25: Driving sustainability transformation through transformative research: new avenues for knowledge and action (Gudrun Haindlmaier, Matthias Weber, Petra Wagner, Stephanie Daimer, Valerie Voggenreiter, Felix Beyers)
This track invites scholars and practitioners of STI policy and research for a better world with an explicit interest in transformative research. Transformative Research focuses on understanding real-world problems of unsustainability and on developing knowledge and action to solve them. It builds on the acknowledgement that real-world problems are persistent, complex, ambiguous and require fundamental societal change (transformations) to be overcome. This research stream takes an explicitly interventionist approach, aiming to catalyze societal change processes by contributing system, target, transformation, and process knowledge in various forms. It explicitly builds upon the need for interdisciplinary and transdisciplinary collaborations by engaging with diverse societal actors in a co-creative research setting, including for example reflections on ethical aspects and considering the impact on and involvement of (marginalized) communities and their wisdom and knowledge.
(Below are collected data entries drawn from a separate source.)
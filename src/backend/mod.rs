pub mod context;
pub mod util;
pub mod window;

pub use context::Context;
pub use window::Window;
pub use window::WindowOptions;
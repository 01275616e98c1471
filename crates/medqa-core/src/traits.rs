use crate::types::Entities;

/// Annotates free text with recognized entities.
///
/// Implementations must report every [`crate::types::EntityCategory`], using an
/// empty list when nothing matched, and must not depend on the retrieval index.
pub trait EntityExtractor: Send + Sync {
    fn extract(&self, text: &str) -> Entities;
}

impl<T: EntityExtractor + ?Sized> EntityExtractor for Box<T> {
    fn extract(&self, text: &str) -> Entities {
        (**self).extract(text)
    }
}
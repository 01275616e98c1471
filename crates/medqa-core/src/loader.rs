//! Reads MedQuAD-style CSV exports into `(question, answer)` pairs.
//!
//! Each export has an `Answer` column whose cells carry a whole record:
//!
//! ```text
//! Question: What is asthma?
//! URL: https://...
//! Answer: Asthma is a chronic disease ...
//! ```
use anyhow::{bail, Context, Result};
use regex::Regex;
use std::path::{Path, PathBuf};

use crate::corpus::Corpus;
use crate::types::QaPair;

const RECORD_COLUMN: &str = "Answer";

pub struct CorpusLoader {
    question_re: Regex,
    answer_re: Regex,
}

impl CorpusLoader {
    pub fn new() -> Result<Self> {
        let question_re = Regex::new(r"(?s)Question:\s*(.*?)\s*URL:").context("question pattern")?;
        let answer_re = Regex::new(r"(?s)Answer:\s*(.*)").context("answer pattern")?;
        Ok(Self { question_re, answer_re })
    }

    /// Loads every CSV under `data_dir` in path order and deduplicates the result.
    ///
    /// Only a missing directory is fatal. A file that cannot be read is logged
    /// and contributes no pairs.
    pub fn load_dir(&self, data_dir: &Path) -> Result<Corpus> {
        self.load_dir_with(data_dir, |_, _| {})
    }

    /// Like [`CorpusLoader::load_dir`], calling `on_file(path, total)` after each file.
    pub fn load_dir_with<F>(&self, data_dir: &Path, mut on_file: F) -> Result<Corpus>
    where
        F: FnMut(&Path, usize),
    {
        if !data_dir.is_dir() {
            bail!("corpus directory {} does not exist", data_dir.display());
        }
        let files = self.list_files(data_dir);
        if files.is_empty() {
            tracing::warn!(dir = %data_dir.display(), "no .csv files found");
        }
        let mut pairs = Vec::new();
        let mut failed = 0usize;
        for file in &files {
            match self.load_file(file) {
                Ok(found) => pairs.extend(found),
                Err(e) => {
                    tracing::error!(file = %file.display(), error = format!("{e:#}"), "skipping unreadable file");
                    failed += 1;
                }
            }
            on_file(file, files.len());
        }
        let corpus = Corpus::from_pairs(pairs);
        tracing::info!(files = files.len(), failed, pairs = corpus.len(), dir = %data_dir.display(), "loaded corpus");
        Ok(corpus)
    }

    /// Parses one CSV export. A file without an `Answer` column yields no pairs.
    pub fn load_file(&self, path: &Path) -> Result<Vec<QaPair>> {
        let mut reader = csv::ReaderBuilder::new()
            .flexible(true)
            .from_path(path)
            .with_context(|| format!("failed to open {}", path.display()))?;
        let headers = reader
            .headers()
            .with_context(|| format!("failed to read header of {}", path.display()))?;
        let Some(column) = headers
            .iter()
            .position(|h| h.trim_start_matches('\u{feff}').trim() == RECORD_COLUMN)
        else {
            tracing::warn!(file = %path.display(), "skipping file without '{}' column", RECORD_COLUMN);
            return Ok(Vec::new());
        };

        let mut pairs = Vec::new();
        let mut skipped = 0usize;
        for (row, record) in reader.records().enumerate() {
            let record = match record {
                Ok(r) => r,
                Err(e) => {
                    tracing::debug!(file = %path.display(), row, error = %e, "unreadable row");
                    skipped += 1;
                    continue;
                }
            };
            let cell = record.get(column).unwrap_or("");
            if cell.trim().is_empty() {
                continue;
            }
            match self.parse_record(cell) {
                Some(pair) => pairs.push(pair),
                None => skipped += 1,
            }
        }
        tracing::debug!(file = %path.display(), pairs = pairs.len(), skipped, "parsed file");
        Ok(pairs)
    }

    /// Extracts the question and answer from one record cell.
    pub fn parse_record(&self, text: &str) -> Option<QaPair> {
        let question = self.question_re.captures(text)?.get(1)?.as_str();
        let answer = self.answer_re.captures(text)?.get(1)?.as_str();
        Some(QaPair::new(flatten(question), flatten(answer)))
    }

    pub fn list_files(&self, root: &Path) -> Vec<PathBuf> {
        let mut files: Vec<PathBuf> = walkdir::WalkDir::new(root)
            .into_iter()
            .filter_map(|e| e.ok())
            .filter(|e| e.file_type().is_file())
            .filter(|e| {
                e.path()
                    .extension()
                    .and_then(|s| s.to_str())
                    .is_some_and(|ext| ext.eq_ignore_ascii_case("csv"))
            })
            .map(|e| e.path().to_path_buf())
            .collect();
        files.sort();
        files
    }
}

fn flatten(s: &str) -> String {
    s.trim().replace('\n', " ")
}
This track first creates an interactive paper session on how to include or exclude diverse types of knowledge (e.g. social, legal, cultural, ecological, economic and others) within transformation processes. It calls for papers and contributions to generate discussions on what it means to engage diverse stakeholders, leading cooperation, and supporting transformation-oriented activities, which can open up new avenues for knowing, acting, and reflecting. By acknowledging different perspectives on knowledge, allowing for alternative problem definitions, and new types of legitimate methods and solutions, Transformative Research helps to better understand and shape the directionality of transformations as wells as to make explicit researchers’ and practitioners’ legitimacy. This leads to the question of who has a stake in the transformation and who has a voice to decide. What types of actors are capable of being included and “heard” within Transformative Research; what type of knowledge is excluded and for what reasons? Is it the “usual suspects“ that have a say or is it truly open to new actors and their knowledge systems and values?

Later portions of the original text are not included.